The reaction came swift and fierce.
Within minutes of the email blast, San Jose Inside saw Facebook light up with local community leaders rebuking the SVO’s response as tone deaf and sexist.
“YOU GUYS,” a commenter wrote. “I am embarrassed to admit that I was unaware that the mere act of employing women meant that an organization could not possibly be sexist in how they acted on their values.”
“Do they NOT have a PR person? Cuz at this point they’re gonna have to hire a ‘fixer,’” one prescient observer chimed in.
Several people who spoke to San Jose Inside likened it to the trope of the accused racist’s I-have-a-black-friend defense or to Mitt Romney responding to a question about the gender wage gap by touting his “binders full of women.”
Randi Kinman, a West Valley-Mission Community College District trustee and board member of Democratic Activists for Women Now (DAWN), came up with a new hashtag mocking the SVO’s defensive email: #WeHazWimmins.

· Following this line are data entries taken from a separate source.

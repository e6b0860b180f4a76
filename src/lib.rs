pub mod analysis;
pub mod analyzer;
pub mod cache;
pub mod config;
pub mod db;
pub mod error;
pub mod sandbox;

pub use analysis::{Analysis, Column, Identifier, NamedParams, Node, ParamNames, Parameter, SchemaCatalog};
pub use analyzer::{Analyzer, AnalyzerContext, AnalyzerRegistry};
pub use config::{Config, DatabaseConfig, Engine};
pub use db::ManagedClient;
pub use error::{Error, ErrorCategory, Result, SqlError};
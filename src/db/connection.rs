use deadpool_postgres::{Manager, ManagerConfig, Pool, RecyclingMethod};
use postgres_native_tls::MakeTlsConnector;
use std::time::Duration;
use tokio_postgres::config::SslMode;
use tokio_postgres::tls::MakeTlsConnect;
use tokio_postgres::{Client, NoTls, Socket};

use crate::error::{Error, Result};

const CONNECT_TIMEOUT: Duration = Duration::from_secs(15);
const POOL_SIZE: usize = 8;

pub fn parse_postgres_uri(uri: &str) -> Result<tokio_postgres::Config> {
    uri.parse::<tokio_postgres::Config>()
        .map_err(|e| Error::Config(format!("invalid postgres uri: {e}")))
}

/// Open a direct, non-pooled PostgreSQL connection.
///
/// The connection task is spawned onto the runtime and ends when the returned
/// client is dropped.
pub async fn create_client(uri: &str) -> Result<Client> {
    let config = parse_postgres_uri(uri)?;
    match config.get_ssl_mode() {
        SslMode::Disable => connect_with(&config, NoTls).await,
        _ => connect_with(&config, build_tls_connector()?).await,
    }
}

async fn connect_with<T>(config: &tokio_postgres::Config, tls: T) -> Result<Client>
where
    T: MakeTlsConnect<Socket>,
    T::Stream: Send + 'static,
{
    let (client, connection) = tokio::time::timeout(CONNECT_TIMEOUT, config.connect(tls))
        .await
        .map_err(|_| Error::Connection("connection timed out after 15s".into()))?
        .map_err(|e| Error::Connection(format!("failed to connect to PostgreSQL: {e}")))?;
    tokio::spawn(async move {
        if let Err(e) = connection.await {
            tracing::warn!(error = %e, "postgres connection error");
        }
    });
    Ok(client)
}

/// Build a lazily-connecting pool for `uri`. No connection is made until the
/// first checkout.
pub fn create_pool(uri: &str) -> Result<Pool> {
    let pg_config = parse_postgres_uri(uri)?;
    let mut mgr_config = ManagerConfig::default();
    mgr_config.recycling_method = RecyclingMethod::Fast;

    let manager = match pg_config.get_ssl_mode() {
        SslMode::Disable => Manager::from_config(pg_config, NoTls, mgr_config),
        _ => Manager::from_config(pg_config, build_tls_connector()?, mgr_config),
    };

    Pool::builder(manager)
        .max_size(POOL_SIZE)
        .build()
        .map_err(|e| Error::Config(format!("postgres pool: {e}")))
}

/// TLS for `sslmode=prefer|require`. Like libpq, these modes encrypt without
/// verifying the server certificate.
fn build_tls_connector() -> Result<MakeTlsConnector> {
    let connector = native_tls::TlsConnector::builder()
        .danger_accept_invalid_certs(true)
        .danger_accept_invalid_hostnames(true)
        .build()
        .map_err(|e| Error::Config(format!("failed to build TLS connector: {e}")))?;
    Ok(MakeTlsConnector::new(connector))
}

pub fn create_mysql_pool(uri: &str) -> Result<mysql_async::Pool> {
    let opts = mysql_async::Opts::from_url(uri)
        .map_err(|e| Error::Config(format!("invalid mysql uri: {e}")))?;
    Ok(mysql_async::Pool::new(opts))
}

/// Replace the database path component of a URL-style connection URI.
pub fn with_database(uri: &str, database: &str) -> Result<String> {
    let mut url = reqwest::Url::parse(uri)
        .map_err(|e| Error::Config(format!("invalid server uri: {e}")))?;
    url.set_path(&format!("/{database}"));
    Ok(url.to_string())
}

/// Quote a PostgreSQL identifier.
pub fn quote_ident(name: &str) -> String {
    format!("\"{}\"", name.replace('"', "\"\""))
}

#[cfg(test)]
mod tests {
    use super::*;

    #[test]
    fn test_with_database_replaces_path() {
        assert_eq!(
            with_database("postgres://postgres:pw@localhost:5432/postgres", "dbprobe_managed_ab").unwrap(),
            "postgres://postgres:pw@localhost:5432/dbprobe_managed_ab"
        );
        assert_eq!(
            with_database("mysql://root@localhost:3306", "m_1").unwrap(),
            "mysql://root@localhost:3306/m_1"
        );
        assert_eq!(
            with_database("postgres://localhost/postgres?sslmode=disable", "x").unwrap(),
            "postgres://localhost/x?sslmode=disable"
        );
    }

    #[test]
    fn test_with_database_rejects_keyword_dsn() {
        assert!(with_database("host=localhost dbname=postgres", "x").is_err());
    }

    #[test]
    fn test_quote_ident() {
        assert_eq!(quote_ident("users"), "\"users\"");
        assert_eq!(quote_ident("we\"ird"), "\"we\"\"ird\"");
    }

    #[test]
    fn test_create_pool_is_lazy() {
        // Nothing listens here; building the pool must not connect.
        let pool = create_pool("postgres://postgres@127.0.0.1:1/postgres?sslmode=disable").unwrap();
        assert_eq!(pool.status().size, 0);
    }

    #[test]
    fn test_invalid_uri() {
        assert!(matches!(create_pool("not a uri ::"), Err(Error::Config(_))));
    }
}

Days later, SVO program director Susan Ellenberg resigned, saying she refuses to work for an organization that tokenizes women. Ellenberg, who’s running against Oliverio in the county’s District 4 race, also took issue with her employer endorsing her opponent instead of remaining neutral in that one contest.
Meanwhile, the six-member board of the National Women’s Political Caucus (NWPC) of Silicon Valley—a nonpartisan feminist group led by Ellenberg’s campaign manager, Angelica Ramos-Allen—announced that it would rescind its SVO membership. Ramos-Allen was paid $15,000 during the second half of 2017, according to the Ellenberg campaign’s Jan. 31 filing.
Oliverio passed up an offer to comment on the fracas while his defenders chalked up the controversy to political grandstanding.
Ellenberg denied posturing for her campaign, saying she spoke up as a woman who felt tokenized by her employer. She said she appreciates that the SVO apologized, which suggests that other members who share her values spoke up, too.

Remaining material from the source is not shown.